Here’s a film in which excellent actors play fascinating people in interesting situations that somehow, in their adaptation from real life to memoir (by Peter Turner) to screenplay to finished movie have lost most of what’s fascinating/interesting about them. The finely realized Annette Bening performance at the center of Paul McGuigan’s Film Stars Don’t Die in Liverpool doesn’t power the movie. Bening is subject to its rhythms rather than vice versa, and her blood seems to pump faster than McGuigan’s, whose film is listless and thinly conceived. He stages this anguished romance between troubled, aging actress Gloria Grahame and her under-30 pick-me-up hunk Turner (Jamie Bell) as if that thumbnail description is all you need to know. Every scene of their coupling, as written here by Matt Greenhalgh, seems crafted to make the simplest of points: That Grahame is deluded and insecure about her age; that Turner, an actor himself, sees an affair with her as some sort of opportunity; that actors, in real life, act out the selves they wish they were. The script flattens these characters out to bare representations of types — they could be sketched figures in an editorial cartoon wearing sashes that say “Faded Actress” and “Young Swain.”

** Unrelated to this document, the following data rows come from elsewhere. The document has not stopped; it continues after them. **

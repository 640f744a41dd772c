//! Transport capability used by every session.

use std::collections::HashMap;

use async_trait::async_trait;
use futures::stream::BoxStream;
use serde::{Deserialize, Serialize};
use serde_json::Value;
use thiserror::Error;

use crate::{StreamFrame, StreamMode};

/// Lazy sequence of frames for one run.
pub type FrameStream = BoxStream<'static, Result<StreamFrame, TransportError>>;

/// Identifies a run once it has been submitted.
#[derive(Debug, Clone, PartialEq, Eq, Hash, Serialize, Deserialize)]
pub struct RunTicket {
    pub run_id: String,
    pub thread_id: String,
}

/// Thread state observed when connecting.
#[derive(Debug, Clone, PartialEq, Default, Serialize, Deserialize)]
pub struct ThreadSnapshot {
    pub thread_id: String,
    #[serde(default)]
    pub values: Value,
    /// Pending interrupts, as `{ value, id? }` objects.
    #[serde(default)]
    pub interrupts: Vec<Value>,
}

/// Control instruction for an interrupted run.
#[derive(Debug, Clone, PartialEq, Default, Serialize, Deserialize)]
pub struct Command {
    /// Value handed back to the node that interrupted.
    #[serde(default, skip_serializing_if = "Option::is_none")]
    pub resume: Option<Value>,
    /// State update applied before resuming.
    #[serde(default, skip_serializing_if = "Option::is_none")]
    pub update: Option<Value>,
    /// Node(s) to continue from.
    #[serde(default, skip_serializing_if = "Option::is_none")]
    pub goto: Option<Value>,
}

impl Command {
    /// Resume an interrupted run with `value`.
    #[must_use]
    pub fn resume(value: impl Into<Value>) -> Self {
        Self {
            resume: Some(value.into()),
            ..Self::default()
        }
    }
}

/// Everything a transport needs to start a run.
#[derive(Debug, Clone, PartialEq, Serialize, Deserialize)]
pub struct SubmitRequest {
    pub thread_id: String,
    #[serde(default, skip_serializing_if = "Option::is_none")]
    pub input: Option<Value>,
    #[serde(default, skip_serializing_if = "Option::is_none")]
    pub command: Option<Command>,
    /// Serialized [`RunConfig`](crate::RunConfig).
    #[serde(default, skip_serializing_if = "Option::is_none")]
    pub config: Option<Value>,
    pub stream_modes: Vec<StreamMode>,
    #[serde(default)]
    pub stream_subgraphs: bool,
    #[serde(default, skip_serializing_if = "HashMap::is_empty")]
    pub metadata: HashMap<String, Value>,
}

impl SubmitRequest {
    /// Request with default stream modes and nothing else set.
    #[must_use]
    pub fn new(thread_id: impl Into<String>) -> Self {
        Self {
            thread_id: thread_id.into(),
            input: None,
            command: None,
            config: None,
            stream_modes: StreamMode::DEFAULTS.to_vec(),
            stream_subgraphs: false,
            metadata: HashMap::new(),
        }
    }
}

/// Transport error.
#[derive(Debug, Clone, Error, PartialEq, Eq)]
pub enum TransportError {
    #[error("HTTP {status}: {body}")]
    Http { status: u16, body: String },
    #[error("Request failed: {0}")]
    Request(String),
    #[error("Decode error: {0}")]
    Decode(String),
    #[error("Stream error: {0}")]
    Stream(String),
    #[error("Thread not found: {0}")]
    NoThread(String),
}

impl From<serde_json::Error> for TransportError {
    fn from(err: serde_json::Error) -> Self {
        Self::Decode(err.to_string())
    }
}

/// Connection strategy for a session.
///
/// Managed sessions get the HTTP implementation by default; custom sessions
/// pass their own.
#[async_trait]
pub trait StreamTransport: Send + Sync {
    /// Attach to `thread_id`, or create a thread when `None`.
    async fn connect(&self, thread_id: Option<&str>) -> Result<ThreadSnapshot, TransportError>;

    /// Start a run.
    async fn submit(&self, request: SubmitRequest) -> Result<RunTicket, TransportError>;

    /// Subscribe to a run's frames. Every call opens a fresh subscription.
    async fn stream(&self, run: &RunTicket) -> Result<FrameStream, TransportError>;

    /// Cancel a run.
    async fn cancel(&self, run: &RunTicket) -> Result<(), TransportError>;
}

And yet, for all that, McGuigan’s film is peppered with moments that suggest what might have been. Both leads summon full characters out of the sketches they’ve been given to play. Bening adopts a fluttery unreliability, making each of Grahame’s small lies about how great her life is into piercing tragicomedy. Bell’s young man on the make seems torn between love and opportunism, though the screenplay avoids such complexity. When these performers get the chance to exchange dialogue, to react to each other rather than declaim the movie’s themes, Film Stars Don’t Die in Liverpool rouses to life.

In the real world, as here, Grahame — winner of a Best Supporting Actress Oscar for 1953’s The Bad and the Beautiful — fell out of her Hollywood salad days with the death of black-and-white film, this master of noir finding little success in the days of Technicolor. The raw facts of her life afterward proved darker than the shadows her movie characters inhabited: an affair with her 13-year-old stepson; electroshock treatment; facing cancer in a bedroom at her much younger boyfriend’s parents’ council flat in Liverpool. So it’s baffling that, embodied by as accomplished an actor as Bening, Film Stars’ Grahame seems so generic a character. It’s as if the screenwriter and director believe that “older” and “woman” are all there is to know about any “older woman,” and that Grahame’s every waking moment was spent worrying over — and denying — what she saw in her own mirror.

That single-mindedness makes for a meager movie. Film Stars is no portrait of Grahame; it’s a pair of points that barely form a line. No shot in the film dares attempt to communicate more than one idea or emotion at a time. You can sense the sets in most scenes, as the actors do what they can in a world that convinces as neither the real world or a heightened film version. The strained production design fairly shouts in your face, “Did you notice this is set in 1981?”

A new Elvis Costello song plays over the end credits, “You Shouldn’t Look at Me That Way,” the first the songwriter has released in four years, and its lush and haunted consideration of time, memory and doomed romance has the power and insight the film does not. The movie hits one note at a time; the song hits chords.